> [Required work]:
Your task is to copy every line below that contains the word "SearchScope".

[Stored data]
use crate::settings::SETTINGS_FILE_NAME;
use crate::settings::Settings;
use anyhow::Context;
use anyhow::Result;
use clap::Parser;
use clap::Subcommand;
use clap::ValueEnum;
use codescope_codebase_context::ContextBuilder;
use codescope_codebase_context::truncate_excerpt;
use codescope_codebase_indexer::BuildOutcome;
use codescope_codebase_indexer::BuildReport;
use codescope_codebase_indexer::CodebaseIndexer;
use codescope_codebase_indexer::EntityKey;
use codescope_codebase_indexer::FileWatcher;
use codescope_codebase_indexer::IndexProgress;
use codescope_codebase_indexer::ProgressCallback;
use codescope_codebase_indexer::SearchOptions;
use codescope_codebase_indexer::SearchScope;
use codescope_embeddings::EmbeddingManager;
use codescope_embeddings::build_embedder;
use codescope_symbol_extractor::Position;
use log::debug;
use owo_colors::OwoColorize;
use serde_json::json;
use std::path::Path;
use std::path::PathBuf;
use std::sync::Arc;

#[derive(Debug, Parser)]
#[command(name = "codescope", version)]
#[command(about = "Index a codebase and retrieve the code relevant to a question")]
pub struct Cli {
    /// Project root (defaults to the current directory)
    #[arg(short, long, global = true, value_name = "PATH")]
    pub root: Option<PathBuf>,

    /// Settings file (defaults to <root>/codescope.toml)
    #[arg(long, global = true, value_name = "PATH")]
    pub config: Option<PathBuf>,

    /// Index without computing embeddings
    #[arg(long, global = true)]
    pub no_embeddings: bool,

    /// Print results as JSON
    #[arg(long, global = true)]
    pub json: bool,

    /// Debug logging
    #[arg(short, long, global = true)]
    pub verbose: bool,

    #[command(subcommand)]
    pub command: Command,
}

#[derive(Debug, Subcommand)]
pub enum Command {
    /// Index the codebase and print build statistics
    Index(IndexArgs),

    /// Rank files and symbols by similarity to a query
    Search(SearchArgs),

    /// Print the context block a model would receive for a query
    Context(ContextArgs),

    /// List declarations with the given name
    Symbols(NameArgs),

    /// List references to declarations with the given name
    Refs(NameArgs),

    /// Keep the index current as files change
    Watch,
}

#[derive(Debug, Parser)]
pub struct IndexArgs {
    /// Extra gitignore-style exclude pattern (repeatable)
    #[arg(long = "ignore", value_name = "PATTERN")]
    pub ignore: Vec<String>,
}

#[derive(Debug, Parser)]
pub struct SearchArgs {
    /// Search query
    #[arg(value_name = "QUERY")]
    pub query: String,

    /// Number of results to return
    #[arg(short = 'n', long)]
    pub limit: Option<usize>,

    /// Minimum cosine similarity
    #[arg(long, value_name = "SCORE")]
    pub min_similarity: Option<f32>,

    #[arg(long, value_enum)]
    pub scope: Option<ScopeArg>,

    /// Show the matching code
    #[arg(long)]
    pub show_code: bool,
}

#[derive(Debug, Parser)]
pub struct ContextArgs {
    /// Question to gather context for
    #[arg(value_name = "QUERY")]
    pub query: String,

    /// Number of excerpts to include
    #[arg(short = 'n', long)]
    pub limit: Option<usize>,

    /// Per-excerpt character limit
    #[arg(long, value_name = "CHARS")]
    pub max_chunk_chars: Option<usize>,
}

#[derive(Debug, Parser)]
pub struct NameArgs {
    /// Declared name, e.g. `load_config`
    #[arg(value_name = "NAME")]
    pub name: String,
}

#[derive(Debug, Clone, Copy, ValueEnum)]
pub enum ScopeArg {
    Files,
    Symbols,
    All,
}

impl From<ScopeArg> for SearchScope {
    fn from(arg: ScopeArg) -> Self {
        match arg {
            ScopeArg::Files => SearchScope::Files,
            ScopeArg::Symbols => SearchScope::Symbols,
            ScopeArg::All => SearchScope::All,
        }
    }
}

impl Cli {
    pub async fn run(self) -> Result<()> {
        let root = match &self.root {
            Some(root) => root.clone(),
            None => std::env::current_dir().context("Failed to get current directory")?,
        };
        let root = dunce::canonicalize(&root)
            .with_context(|| format!("Project root {} not found", root.display()))?;
        let settings_path = self
            .config
            .clone()
            .unwrap_or_else(|| root.join(SETTINGS_FILE_NAME));
        let mut settings = Settings::load(&settings_path)?;
        settings.resolve_roots(&root);
        if self.no_embeddings {
            settings.embedding.enabled = false;
        }

        let session = Session {
            root,
            settings,
            json: self.json,
        };
        match self.command {
            Command::Index(args) => session.index(args).await,
            Command::Search(args) => session.search(args).await,
            Command::Context(args) => session.context(args).await,
            Command::Symbols(args) => session.symbols(args).await,
            Command::Refs(args) => session.refs(args).await,
            Command::Watch => session.watch().await,
        }
    }
}

struct Session {
    root: PathBuf,
    settings: Settings,
    json: bool,
}

impl Session {
    async fn index(mut self, args: IndexArgs) -> Result<()> {
        self.settings.indexer.ignore_patterns.extend(args.ignore);
        let (_, report) = self.open(true).await?;

        if self.json {
            println!("{}", serde_json::to_string_pretty(&report)?);
            return Ok(());
        }

        println!(
            "{} Indexed {} files in {:.2?}",
            "✓".bright_green(),
            report.files_indexed.bright_cyan(),
            report.elapsed
        );
        println!("  Symbols: {}", report.symbols.bright_cyan());
        println!(
            "  References resolved: {}",
            report.references_resolved.bright_cyan()
        );
        println!("  Parse errors: {}", report.files_with_errors.bright_cyan());
        println!("  Files skipped: {}", report.files_skipped.bright_cyan());
        if report.embeddings_computed + report.embeddings_failed > 0 {
            println!(
                "  Embeddings: {} ({} failed)",
                report.embeddings_computed.bright_cyan(),
                report.embeddings_failed
            );
        }
        for error in &report.discovery_errors {
            println!(
                "{} {}: {}",
                "✗".bright_red(),
                error.root.display(),
                error.message
            );
        }
        Ok(())
    }

    async fn search(self, args: SearchArgs) -> Result<()> {
        let (indexer, _) = self.open(true).await?;
        let manager = indexer.embeddings().context(
            "Embeddings are disabled; enable [embedding] in codescope.toml to search",
        )?;
        let query = manager
            .embed_query(&args.query)
            .await
            .context("Failed to embed the query")?;

        let context = &self.settings.context;
        let options = SearchOptions {
            scope: args.scope.map(Into::into).unwrap_or(context.scope),
            top_n: args.limit.unwrap_or(context.top_n),
            min_similarity: args.min_similarity.unwrap_or(context.min_similarity),
        };
        let results = indexer.search_similar(&query, options).await;

        if self.json {
            println!("{}", serde_json::to_string_pretty(&results)?);
            return Ok(());
        }
        if results.is_empty() {
            println!("{} No results found", "✗".bright_red());
            return Ok(());
        }

        for (rank, result) in results.iter().enumerate() {
            let label = match &result.key {
                EntityKey::File { path } => self.relative(path),
                EntityKey::Symbol { id, name } => format!(
                    "{}:{} {}",
                    self.relative(&id.path),
                    id.range.start.line + 1,
                    name.bold()
                ),
            };
            println!(
                "{}. {} {}",
                rank + 1,
                label,
                format!("({:.2})", result.score).dimmed()
            );
            if !args.show_code {
                continue;
            }
            let Some(excerpt) = indexer.excerpt(&result.key).await else {
                continue;
            };
            let (text, _) = truncate_excerpt(&excerpt.text, 600);
            println!("{text}\n");
        }
        Ok(())
    }

    async fn context(mut self, args: ContextArgs) -> Result<()> {
        if let Some(limit) = args.limit {
            self.settings.context.top_n = limit;
        }
        if let Some(max) = args.max_chunk_chars {
            self.settings.context.max_chunk_chars = max;
        }
        let (indexer, _) = self.open(true).await?;
        let builder = ContextBuilder::new(self.settings.context.clone(), indexer)
            .context("Invalid [context] settings")?;
        let context = builder.enhance(&args.query).await?;

        if self.json {
            println!("{}", serde_json::to_string_pretty(&context)?);
        } else if context.is_empty() {
            println!("{} No relevant context", "✗".bright_red());
        } else {
            print!("{}", context.context_text);
        }
        Ok(())
    }

    async fn symbols(self, args: NameArgs) -> Result<()> {
        let (indexer, _) = self.open(false).await?;
        let symbols = indexer.symbols_named(&args.name).await;

        if self.json {
            println!("{}", serde_json::to_string_pretty(&symbols)?);
            return Ok(());
        }
        if symbols.is_empty() {
            println!("{} No symbol named {}", "✗".bright_red(), args.name);
            return Ok(());
        }
        for symbol in &symbols {
            println!(
                "{:<9} {} {}",
                symbol.kind.label().dimmed(),
                symbol.qualified_name().bold(),
                self.location(&symbol.path, symbol.selection_range.start)
            );
        }
        Ok(())
    }

    async fn refs(self, args: NameArgs) -> Result<()> {
        let (indexer, _) = self.open(false).await?;
        let symbols = indexer.symbols_named(&args.name).await;

        if self.json {
            let out: Vec<_> = symbols
                .iter()
                .map(|symbol| {
                    json!({
                        "symbol": symbol.qualified_name(),
                        "path": symbol.path,
                        "range": symbol.range,
                        "references": symbol.references,
                    })
                })
                .collect();
            println!("{}", serde_json::to_string_pretty(&out)?);
            return Ok(());
        }
        if symbols.is_empty() {
            println!("{} No symbol named {}", "✗".bright_red(), args.name);
            return Ok(());
        }
        for symbol in &symbols {
            println!(
                "{} {} ({} references)",
                symbol.qualified_name().bold(),
                self.location(&symbol.path, symbol.selection_range.start),
                symbol.references.len()
            );
            for reference in &symbol.references {
                println!("  {}", self.location(&reference.path, reference.range.start));
            }
        }
        Ok(())
    }

    async fn watch(self) -> Result<()> {
        let (indexer, report) = self.open(true).await?;
        println!(
            "{} Indexed {} files; watching for changes (Ctrl-C to stop)",
            "▶".bright_blue(),
            report.files_indexed
        );
        let watcher = FileWatcher::spawn(indexer).context("Failed to start file watcher")?;
        tokio::signal::ctrl_c()
            .await
            .context("Failed to listen for Ctrl-C")?;
        watcher.shutdown().await;
        println!("{} Stopped", "✓".bright_green());
        Ok(())
    }

    /// Constructs the indexer and runs one full build.
    async fn open(&self, with_embeddings: bool) -> Result<(CodebaseIndexer, BuildReport)> {
        let mut builder = CodebaseIndexer::builder(self.settings.indexer.clone());
        let embedding = &self.settings.embedding;
        if with_embeddings && embedding.enabled {
            let embedder = build_embedder(embedding)
                .await
                .context("Failed to initialize embedding provider")?;
            builder = builder.embeddings(EmbeddingManager::new(embedder, embedding));
        }
        let indexer = builder.build().context("Invalid [indexer] settings")?;

        let progress: ProgressCallback = Arc::new(|progress: IndexProgress| {
            debug!(
                "{:?} {}/{} {}",
                progress.phase,
                progress.current,
                progress.total,
                progress.current_file.unwrap_or_default()
            );
        });
        let outcome = indexer
            .build(Some(progress))
            .await
            .context("Failed to index codebase")?;
        match outcome {
            BuildOutcome::Completed(report) => Ok((indexer, report)),
            BuildOutcome::Busy => anyhow::bail!("A build is already running"),
        }
    }

    fn relative(&self, path: &Path) -> String {
        path.strip_prefix(&self.root)
            .unwrap_or(path)
            .display()
            .to_string()
    }

    /// `path:line:column`, one-based.
    fn location(&self, path: &Path, position: Position) -> String {
        format!(
            "{}:{}:{}",
            self.relative(path),
            position.line + 1,
            position.character + 1
        )
    }
}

> [Response to this task]:
use codescope_codebase_indexer::SearchScope;
impl From<ScopeArg> for SearchScope {
            ScopeArg::Files => SearchScope::Files,
            ScopeArg::Symbols => SearchScope::Symbols,
            ScopeArg::All => SearchScope::All,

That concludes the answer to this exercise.